Die Wahrheit über Bloggergate

Im Zusammenhang mit der unter dem Namen Bloggergate bekannt gewordenen Linkmiet-Geschichte hat Sascha Pallenberg, der Julian Assange der Blogosphäre, in seinem Aufklärungswerk auch die Seo-Klitsche erwähnt. Hier der entsprechende Textauszug:

Konzentriert euch auf euren Content, denn wer gute Artikel schreibt braucht weder eine SEO-Klitsche, noch muss er/sie auf solche Vermarkter zurueckgreifen, …

Wenn das nicht mal frech ist. Abgesprochen hatten wir mit Sascha, dass er uns unter dem Begriff Seo-Klitsche verlinken sollte. Das war doch das eigentliche Ziel der ganzen Aktion. Wir haben doch quasi den Auftrag gegeben. Sascha sollte den Blogartikel einzig und alleine zum Zwecke dieser Verlinkung schreiben. Das ganze drum herum war doch reine Ablenkung, um die Mietnatur des Links zu verschleiern. Was meint ihr denn, von wem Sascha das ganze geleakte Material bekommen hat? Richtig geraten, so nen fiesen Verrat begeht doch nur eine Klitsche ;-)
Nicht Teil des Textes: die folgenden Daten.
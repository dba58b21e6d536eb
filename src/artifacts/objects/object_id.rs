//! Object identifier (SHA-1 hash)
//!
//! Object IDs are 40-character hexadecimal strings representing SHA-1 hashes.
//! They uniquely identify all objects in the store (blobs, trees, commits).
//!
//! ## Storage
//!
//! Objects are stored in `.git/objects/<first-2-chars>/<remaining-38-chars>`

use crate::artifacts::objects::OBJECT_ID_LENGTH;
use std::io;
use std::path::PathBuf;

/// Object identifier (SHA-1 hash)
///
/// A 40-character hexadecimal string that uniquely identifies an object.
#[derive(Debug, Clone, PartialEq, Eq, Hash, Default, PartialOrd, Ord)]
pub struct ObjectId(String);

impl ObjectId {
    /// Parse and validate an object ID from a string
    pub fn try_parse(id: String) -> anyhow::Result<Self> {
        if id.len() != OBJECT_ID_LENGTH {
            return Err(anyhow::anyhow!("Invalid object ID length: {}", id.len()));
        }
        if !id.chars().all(|c| c.is_ascii_hexdigit()) {
            return Err(anyhow::anyhow!("Invalid object ID characters: {}", id));
        }
        Ok(Self(id.to_string()))
    }

    /// Write the object ID in binary format (20 bytes)
    ///
    /// Used when serializing tree objects and index entries.
    pub fn write_h40_to<W: io::Write>(&self, writer: &mut W) -> anyhow::Result<()> {
        let hex40 = self.as_ref();

        // Process a nibble pair at a time
        for i in (0..OBJECT_ID_LENGTH).step_by(2) {
            let byte = u8::from_str_radix(&hex40[i..i + 2], 16)
                .map_err(|_| io::Error::new(io::ErrorKind::InvalidInput, "Invalid hex digit"))?;
            writer.write_all(&[byte])?;
        }

        Ok(())
    }

    /// Read an object ID from binary format (20 bytes)
    pub fn read_h40_from<R: io::Read + ?Sized>(reader: &mut R) -> anyhow::Result<Self> {
        let mut hex40 = String::with_capacity(OBJECT_ID_LENGTH);
        let mut buffer = [0; 1];

        for _ in 0..(OBJECT_ID_LENGTH / 2) {
            reader.read_exact(&mut buffer)?;
            let hex_pair = &format!("{:02x}", u8::from_be_bytes(buffer));
            hex40.push_str(hex_pair);
        }

        Self::try_parse(hex40)
    }

    /// Convert to the on-disk path for object storage, `XX/YYYY…`
    pub fn to_path(&self) -> PathBuf {
        let (dir, file) = self.0.split_at(2);
        PathBuf::from(dir).join(file)
    }

    /// First 7 characters of the hash, for display
    pub fn to_short_oid(&self) -> String {
        self.0.split_at(7).0.to_string()
    }
}

impl AsRef<str> for ObjectId {
    fn as_ref(&self) -> &str {
        &self.0
    }
}

impl std::fmt::Display for ObjectId {
    fn fmt(&self, f: &mut std::fmt::Formatter<'_>) -> std::fmt::Result {
        write!(f, "{}", self.0)
    }
}
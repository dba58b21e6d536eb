//! Git object types and operations
//!
//! All repository content is stored as objects identified by SHA-1 hashes:
//!
//! - **Blob**: File content
//! - **Tree**: Directory listing (names, modes, and object IDs)
//! - **Commit**: Snapshot with metadata (author, message, parents, tree)
//!
//! All objects implement serialization/deserialization for the object format:
//! `<type> <size>\0<content>`

pub mod blob;
pub mod commit;
pub mod object;
pub mod object_id;
pub mod object_type;
pub mod tree;

/// Length of a SHA-1 hash in hexadecimal format
pub const OBJECT_ID_LENGTH: usize = 40;
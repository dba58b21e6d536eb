//! One parsed exclusion rule
//!
//! A pattern records the flags gitignore syntax encodes positionally:
//! a leading `!` negates, a trailing unescaped `/` restricts the rule to
//! directories and their contents, a leading `/` anchors the rule to the
//! defining directory. A slash anywhere else in the pattern also anchors it;
//! only slash-free patterns float to any depth below their origin.
//!
//! Matching is always evaluated relative to the repository root using the
//! pattern's own origin directory (the directory containing the exclusion
//! file that defined it).

use crate::artifacts::ignore::glob;
use std::path::{Component, Path, PathBuf};

/// Split a pattern at `/` boundaries, keeping escaped characters (including
/// an escaped slash) inside their segment
fn split_segments(line: &str) -> Vec<String> {
    let mut segments = Vec::new();
    let mut current = String::new();
    let mut chars = line.chars();

    while let Some(c) = chars.next() {
        match c {
            '\\' => {
                current.push('\\');
                if let Some(escaped) = chars.next() {
                    current.push(escaped);
                }
            }
            '/' => {
                segments.push(std::mem::take(&mut current));
            }
            _ => current.push(c),
        }
    }
    segments.push(current);

    segments
}

/// A single exclusion rule, immutable once parsed
#[derive(Debug, Clone)]
pub struct PathPattern {
    /// The line as written, flags stripped
    raw: String,
    /// `raw` split at `/` boundaries
    segments: Vec<String>,
    /// Matches only relative to the origin directory, not at any depth
    anchored: bool,
    /// Matches directories and everything beneath them, never a plain file
    dir_only: bool,
    /// Reverses the verdict of this match
    negated: bool,
    /// Directory containing the defining exclusion file, relative to the
    /// repository root; empty for root-level and repository-wide files
    origin: PathBuf,
}

impl PathPattern {
    /// Parse one exclusion-file line
    ///
    /// Returns None for blank lines, comments, and lines that are empty once
    /// their flags are stripped (malformed rules are skipped, never fatal).
    pub fn parse(line: &str, origin: &Path) -> Option<Self> {
        let mut line = line.trim();

        if line.is_empty() || line.starts_with('#') {
            return None;
        }

        let negated = line.starts_with('!');
        if negated {
            line = &line[1..];
        }

        let dir_only = line.ends_with('/') && !line.ends_with("\\/");
        if dir_only {
            line = &line[..line.len() - 1];
        }

        let mut anchored = line.starts_with('/');
        if anchored {
            line = &line[1..];
        }

        if line.is_empty() {
            return None;
        }

        let segments = split_segments(line);
        if segments.iter().any(|segment| segment.is_empty()) {
            return None;
        }

        // an internal slash pins the rule to its origin directory
        anchored |= segments.len() > 1;

        Some(PathPattern {
            raw: line.to_string(),
            segments,
            anchored,
            dir_only,
            negated,
            origin: origin.to_path_buf(),
        })
    }

    pub fn is_negated(&self) -> bool {
        self.negated
    }

    pub fn raw(&self) -> &str {
        &self.raw
    }

    /// Test a repository-relative path against this rule
    ///
    /// `is_dir` says whether the final component itself names a directory;
    /// ancestors within the path count as directories regardless of what is
    /// currently on disk. Returns the raw verdict: the caller applies the
    /// negation flag.
    pub fn matches(&self, path: &Path, is_dir: bool) -> bool {
        let relative = if self.origin.as_os_str().is_empty() {
            path
        } else {
            match path.strip_prefix(&self.origin) {
                Ok(relative) => relative,
                Err(_) => return false,
            }
        };

        let components: Vec<&str> = relative
            .components()
            .filter_map(|component| match component {
                Component::Normal(name) => name.to_str(),
                _ => None,
            })
            .collect();

        if components.is_empty() {
            return false;
        }

        if self.anchored {
            self.matches_at(&components, 0, is_dir)
        } else {
            (0..components.len()).any(|start| self.matches_at(&components, start, is_dir))
        }
    }

    /// Match the segment sequence against `components[start..]`
    fn matches_at(&self, components: &[&str], start: usize, is_dir: bool) -> bool {
        if start + self.segments.len() > components.len() {
            return false;
        }

        let all_match = self
            .segments
            .iter()
            .zip(&components[start..])
            .all(|(segment, component)| glob::matches(segment, component));
        if !all_match {
            return false;
        }

        if self.dir_only {
            // the matched prefix must name a directory: either components
            // follow beneath it, or the final component is itself a directory
            start + self.segments.len() < components.len() || is_dir
        } else {
            true
        }
    }
}

#[cfg(test)]
mod tests {
    use super::*;
    use rstest::rstest;

    fn pattern(line: &str) -> PathPattern {
        PathPattern::parse(line, Path::new("")).expect("pattern should parse")
    }

    #[test]
    fn blank_and_comment_lines_are_skipped() {
        assert!(PathPattern::parse("", Path::new("")).is_none());
        assert!(PathPattern::parse("   ", Path::new("")).is_none());
        assert!(PathPattern::parse("# comment", Path::new("")).is_none());
        assert!(PathPattern::parse("!", Path::new("")).is_none());
        assert!(PathPattern::parse("/", Path::new("")).is_none());
    }

    #[rstest]
    #[case("*.log", "build/trace.log", false, true)]
    #[case("*.log", "trace.log", false, true)]
    #[case("*.log", "trace.log.bak", false, false)]
    #[case("target", "target/debug/app", false, true)]
    #[case("/target", "target/debug/app", false, true)]
    #[case("/target", "nested/target/debug/app", false, false)]
    fn match_anywhere_vs_anchored(
        #[case] line: &str,
        #[case] path: &str,
        #[case] is_dir: bool,
        #[case] expected: bool,
    ) {
        assert_eq!(pattern(line).matches(Path::new(path), is_dir), expected);
    }

    #[test]
    fn directory_only_matches_contents_but_not_plain_file() {
        let rule = pattern("path/");

        assert!(rule.matches(Path::new("path/to/File.java"), false));
        assert!(rule.matches(Path::new("path"), true));
        assert!(!rule.matches(Path::new("path"), false));
    }

    #[test]
    fn slashed_pattern_is_pinned_to_its_origin() {
        let rule = pattern("path/subdir/");

        assert!(!rule.matches(Path::new("some/path/subdir/File.java"), false));
        assert!(rule.matches(Path::new("path/subdir/File.java"), false));
    }

    #[test]
    fn negation_flag_is_reported_not_applied() {
        let rule = PathPattern::parse("!keep.txt", Path::new("")).unwrap();

        assert!(rule.is_negated());
        assert!(rule.matches(Path::new("keep.txt"), false));
    }

    #[test]
    fn origin_scopes_the_rule() {
        let rule = PathPattern::parse("*.tmp", Path::new("sub")).unwrap();

        assert!(rule.matches(Path::new("sub/cache.tmp"), false));
        assert!(rule.matches(Path::new("sub/deep/cache.tmp"), false));
        assert!(!rule.matches(Path::new("other/cache.tmp"), false));
        assert!(!rule.matches(Path::new("cache.tmp"), false));
    }

    #[test]
    fn escaped_trailing_slash_is_not_a_directory_flag() {
        let rule = PathPattern::parse("name\\/", Path::new("")).unwrap();

        // the rule stays a single (escaped) segment rather than a directory rule
        assert_eq!(rule.raw(), "name\\/");
    }
}
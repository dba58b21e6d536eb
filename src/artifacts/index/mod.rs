//! Index file format
//!
//! The index (staging area) stores the path-sorted list of entries pending the
//! next commit.
//!
//! ## File Format (Version 2)
//!
//! ```text
//! Header (12 bytes):
//!   - Signature: "DIRC" (4 bytes)
//!   - Version: 2 (4 bytes)
//!   - Entry count (4 bytes)
//!
//! Entries (variable length):
//!   - Each entry padded to 8-byte alignment
//!   - Contains metadata and path
//!
//! Checksum (20 bytes):
//!   - SHA-1 hash of all preceding bytes
//! ```

pub mod checksum;
pub mod entry_mode;
pub mod index_entry;
pub mod index_header;

/// Size of SHA-1 checksum in bytes
pub const CHECKSUM_SIZE: usize = 20;

/// Size of index header in bytes
pub const HEADER_SIZE: usize = 12; // 4 bytes for marker, 4 for version, 4 for entries_count

/// Magic signature identifying index files
pub const SIGNATURE: &str = "DIRC";

/// Index file format version
pub const VERSION: u32 = 2;
//! Index entry representation
//!
//! Each entry in the index represents one staged file with:
//! - File path (unique across the whole index)
//! - Content hash (object ID)
//! - File metadata (mode, size, timestamps)
//!
//! ## Entry Format
//!
//! Entries are stored in a binary format with 8-byte alignment. Metadata
//! includes both file status (mode, size) and timestamps (mtime, ctime) which
//! enable fast change detection without reading file content.

use crate::artifacts::index::entry_mode::{EntryMode, FileMode};
use crate::artifacts::objects::object::{Packable, Unpackable};
use crate::artifacts::objects::object_id::ObjectId;
use byteorder::{ByteOrder, WriteBytesExt};
use bytes::Bytes;
use derive_new::new;
use is_executable::IsExecutable;
use std::cmp::min;
use std::fs::Metadata;
use std::io::{BufRead, Write};
use std::os::unix::prelude::MetadataExt;
use std::path::{Path, PathBuf};

/// Maximum path length recorded in the entry flags field
const MAX_PATH_SIZE: usize = 4095;

/// Block size for entry alignment (8 bytes)
pub const ENTRY_BLOCK: usize = 8;

/// Minimum size of an index entry in bytes
pub const ENTRY_MIN_SIZE: usize = 64;

/// Index entry representing a staged file
///
/// Contains the file path, content hash, and metadata needed for
/// efficient change detection.
#[derive(Debug, Clone, Default, new)]
pub struct IndexEntry {
    /// File path relative to repository root
    pub name: PathBuf,
    /// SHA-1 hash of file content
    pub oid: ObjectId,
    /// File metadata (mode, size, timestamps)
    pub metadata: EntryMetadata,
}

impl IndexEntry {
    pub fn basename(&self) -> anyhow::Result<&str> {
        self.name
            .file_name()
            .and_then(|name| name.to_str())
            .ok_or_else(|| anyhow::anyhow!("Invalid file name"))
    }

    pub fn parent_dirs(&self) -> anyhow::Result<Vec<&Path>> {
        let mut dirs = Vec::new();
        let mut parent = self.name.parent();

        while let Some(new_parent) = parent {
            dirs.push(new_parent);
            parent = new_parent.parent();
        }
        dirs.reverse();
        let dirs = dirs[1..].to_vec();

        Ok(dirs)
    }
}

impl PartialEq for IndexEntry {
    fn eq(&self, other: &Self) -> bool {
        self.name == other.name
    }
}

impl Eq for IndexEntry {}

impl PartialOrd for IndexEntry {
    fn partial_cmp(&self, other: &Self) -> Option<std::cmp::Ordering> {
        Some(self.cmp(other))
    }
}

impl Ord for IndexEntry {
    fn cmp(&self, other: &Self) -> std::cmp::Ordering {
        self.name.cmp(&other.name)
    }
}

/// File metadata stored in index entries
///
/// Contains both file status information (mode, size, inode) and timestamps.
/// Comparing stat information lets the engine detect file changes without
/// reading content.
#[derive(Debug, Clone, Default)]
pub struct EntryMetadata {
    /// Change time (seconds since Unix epoch)
    pub ctime: i64,
    /// Change time nanoseconds
    pub ctime_nsec: i64,
    /// Modification time (seconds since Unix epoch)
    pub mtime: i64,
    /// Modification time nanoseconds
    pub mtime_nsec: i64,
    /// Device ID
    pub dev: u64,
    /// Inode number
    pub ino: u64,
    /// File mode (permissions and type)
    pub mode: EntryMode,
    /// User ID of owner
    pub uid: u32,
    /// Group ID of owner
    pub gid: u32,
    /// File size in bytes
    pub size: u64,
    /// Entry flags (path length, capped)
    pub flags: u32,
}

impl EntryMetadata {
    /// Capture metadata for a working-tree file
    ///
    /// `name` is the repository-relative path recorded in the entry (its
    /// length feeds the flags field); `absolute` is the on-disk location used
    /// for the executable-bit probe.
    pub fn capture(name: &Path, absolute: &Path, metadata: &Metadata) -> anyhow::Result<Self> {
        let mode = if metadata.is_dir() {
            EntryMode::Directory
        } else {
            match absolute.is_executable() {
                true => EntryMode::File(FileMode::Executable),
                false => EntryMode::File(FileMode::Regular),
            }
        };
        let name = name
            .to_str()
            .ok_or_else(|| anyhow::anyhow!("Invalid file path"))?;

        Ok(Self {
            ctime: metadata.ctime(),
            ctime_nsec: metadata.ctime_nsec(),
            mtime: metadata.mtime(),
            mtime_nsec: metadata.mtime_nsec(),
            dev: metadata.dev(),
            ino: metadata.ino(),
            mode,
            uid: metadata.uid(),
            gid: metadata.gid(),
            size: metadata.size(),
            flags: min(name.len(), MAX_PATH_SIZE) as u32,
        })
    }
}

impl Packable for IndexEntry {
    fn serialize(&self) -> anyhow::Result<Bytes> {
        let entry_name = String::from(
            self.name
                .to_str()
                .ok_or_else(|| anyhow::anyhow!("Invalid entry name"))?,
        );
        let entry_mode = self.metadata.mode.as_u32();

        let mut entry_bytes = Vec::new();
        entry_bytes.write_u32::<byteorder::NetworkEndian>(self.metadata.ctime as u32)?;
        entry_bytes.write_u32::<byteorder::NetworkEndian>(self.metadata.ctime_nsec as u32)?;
        entry_bytes.write_u32::<byteorder::NetworkEndian>(self.metadata.mtime as u32)?;
        entry_bytes.write_u32::<byteorder::NetworkEndian>(self.metadata.mtime_nsec as u32)?;
        entry_bytes.write_u32::<byteorder::NetworkEndian>(self.metadata.dev as u32)?;
        entry_bytes.write_u32::<byteorder::NetworkEndian>(self.metadata.ino as u32)?;
        entry_bytes.write_u32::<byteorder::NetworkEndian>(entry_mode)?;
        entry_bytes.write_u32::<byteorder::NetworkEndian>(self.metadata.uid)?;
        entry_bytes.write_u32::<byteorder::NetworkEndian>(self.metadata.gid)?;
        entry_bytes.write_u32::<byteorder::NetworkEndian>(self.metadata.size as u32)?;
        self.oid.write_h40_to(&mut entry_bytes)?;
        entry_bytes.write_u16::<byteorder::NetworkEndian>(self.metadata.flags as u16)?;
        entry_bytes.write_all(entry_name.as_bytes())?;

        // Pad to ENTRY_BLOCK size with null bytes; at least one NUL terminates the name
        entry_bytes.push(0);
        while entry_bytes.len() % ENTRY_BLOCK != 0 {
            entry_bytes.push(0);
        }

        Ok(Bytes::from(entry_bytes))
    }
}

impl Unpackable for IndexEntry {
    fn deserialize(reader: impl BufRead) -> anyhow::Result<Self> {
        let bytes = reader
            .bytes()
            .collect::<Result<Vec<u8>, std::io::Error>>()?;

        if bytes.len() < ENTRY_MIN_SIZE {
            return Err(anyhow::anyhow!("Invalid index entry size"));
        }

        let ctime = byteorder::NetworkEndian::read_u32(&bytes[0..4]) as i64;
        let ctime_nsec = byteorder::NetworkEndian::read_u32(&bytes[4..8]) as i64;
        let mtime = byteorder::NetworkEndian::read_u32(&bytes[8..12]) as i64;
        let mtime_nsec = byteorder::NetworkEndian::read_u32(&bytes[12..16]) as i64;
        let dev = byteorder::NetworkEndian::read_u32(&bytes[16..20]) as u64;
        let ino = byteorder::NetworkEndian::read_u32(&bytes[20..24]) as u64;
        let mode: EntryMode = byteorder::NetworkEndian::read_u32(&bytes[24..28]).into();
        let uid = byteorder::NetworkEndian::read_u32(&bytes[28..32]);
        let gid = byteorder::NetworkEndian::read_u32(&bytes[32..36]);
        let size = byteorder::NetworkEndian::read_u32(&bytes[36..40]) as u64;
        let mut oid_bytes = std::io::Cursor::new(&bytes[40..60]);
        let oid = ObjectId::read_h40_from(&mut oid_bytes)?;
        let flags = byteorder::NetworkEndian::read_u16(&bytes[60..62]) as u32;

        // Extract the entry name, which is null-terminated
        let name_end = bytes[62..]
            .iter()
            .position(|&b| b == 0)
            .ok_or_else(|| anyhow::anyhow!("Missing null terminator in entry name"))?;
        let name_bytes = &bytes[62..62 + name_end];
        let name = PathBuf::from(
            std::str::from_utf8(name_bytes)
                .map_err(|_| anyhow::anyhow!("Invalid UTF-8 in entry name"))?,
        );

        Ok(IndexEntry {
            name,
            oid,
            metadata: EntryMetadata {
                ctime,
                ctime_nsec,
                mtime,
                mtime_nsec,
                dev,
                ino,
                mode,
                uid,
                gid,
                size,
                flags,
            },
        })
    }
}

#[cfg(test)]
mod tests {
    use super::*;
    use rstest::{fixture, rstest};
    use sha1::Digest;

    #[fixture]
    fn oid() -> ObjectId {
        let mut hasher = sha1::Sha1::new();
        hasher.update("test data");
        ObjectId::try_parse(format!("{:x}", hasher.finalize())).unwrap()
    }

    #[fixture]
    fn entry_metadata() -> EntryMetadata {
        EntryMetadata {
            mode: EntryMode::File(FileMode::Regular),
            ..Default::default()
        }
    }

    #[rstest]
    fn test_entry_parent_dirs(oid: ObjectId, entry_metadata: EntryMetadata) {
        let entry = IndexEntry::new(PathBuf::from("a/b/c"), oid, entry_metadata);

        let dirs = entry.parent_dirs().unwrap();
        pretty_assertions::assert_eq!(dirs, vec![Path::new("a"), Path::new("a/b")]);
    }

    #[rstest]
    fn test_entry_parent_dirs_root(oid: ObjectId, entry_metadata: EntryMetadata) {
        let entry = IndexEntry::new(PathBuf::from("a"), oid, entry_metadata);

        let dirs = entry.parent_dirs().unwrap();
        pretty_assertions::assert_eq!(dirs, Vec::<&Path>::new());
    }

    #[rstest]
    fn test_entry_basename(oid: ObjectId, entry_metadata: EntryMetadata) {
        let entry = IndexEntry::new(PathBuf::from("a/b/c"), oid, entry_metadata);

        let basename = entry.basename().unwrap();
        pretty_assertions::assert_eq!(basename, "c");
    }

    #[rstest]
    fn test_entry_serialize_deserialize_round_trip(
        oid: ObjectId,
        entry_metadata: EntryMetadata,
    ) {
        let entry = IndexEntry::new(PathBuf::from("src/lib.rs"), oid.clone(), entry_metadata);

        let bytes = entry.serialize().unwrap();
        assert_eq!(bytes.len() % ENTRY_BLOCK, 0);

        let parsed = IndexEntry::deserialize(std::io::Cursor::new(bytes)).unwrap();
        pretty_assertions::assert_eq!(parsed.name, PathBuf::from("src/lib.rs"));
        pretty_assertions::assert_eq!(parsed.oid, oid);
    }
}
Dass aus unserem einfachen Mietauftrag jetzt aber so eine große Affäre wurde, dass war nicht beabsichtigt. Bloggergate ist so gesehen ein seotechnischer Kollateralschaden. Wir haben Sascha unterschätzt. Sein Gerechtigkeitssinn hat ihn aus dem Ruder laufen lassen. Anstatt uns zu verlinken, hat er uns gelinkt. Er hat die Geschichte gegen uns verwendet. Und was lernen wir daraus? Link-Einkauf und Miete kann gefährlich sein.

Kommentare

  1. meint

    Vorsicht, dass Sascha da nicht noch eine Googlebomb draus baut :-)
    Sowas kann schwerwiegende Folgen haben. obwohl Georg “the doppel U” Bush war trotzdem 8 Jahre am Drücker

  2. Seo-Klitsche meint

    joh, ist ein schlechter scherz von dir mit wegwerf email adresse und ohne namen zu posten. darum sind wir spielverderber und haben den link unterschlagen. wir sind halt keine spass versteher.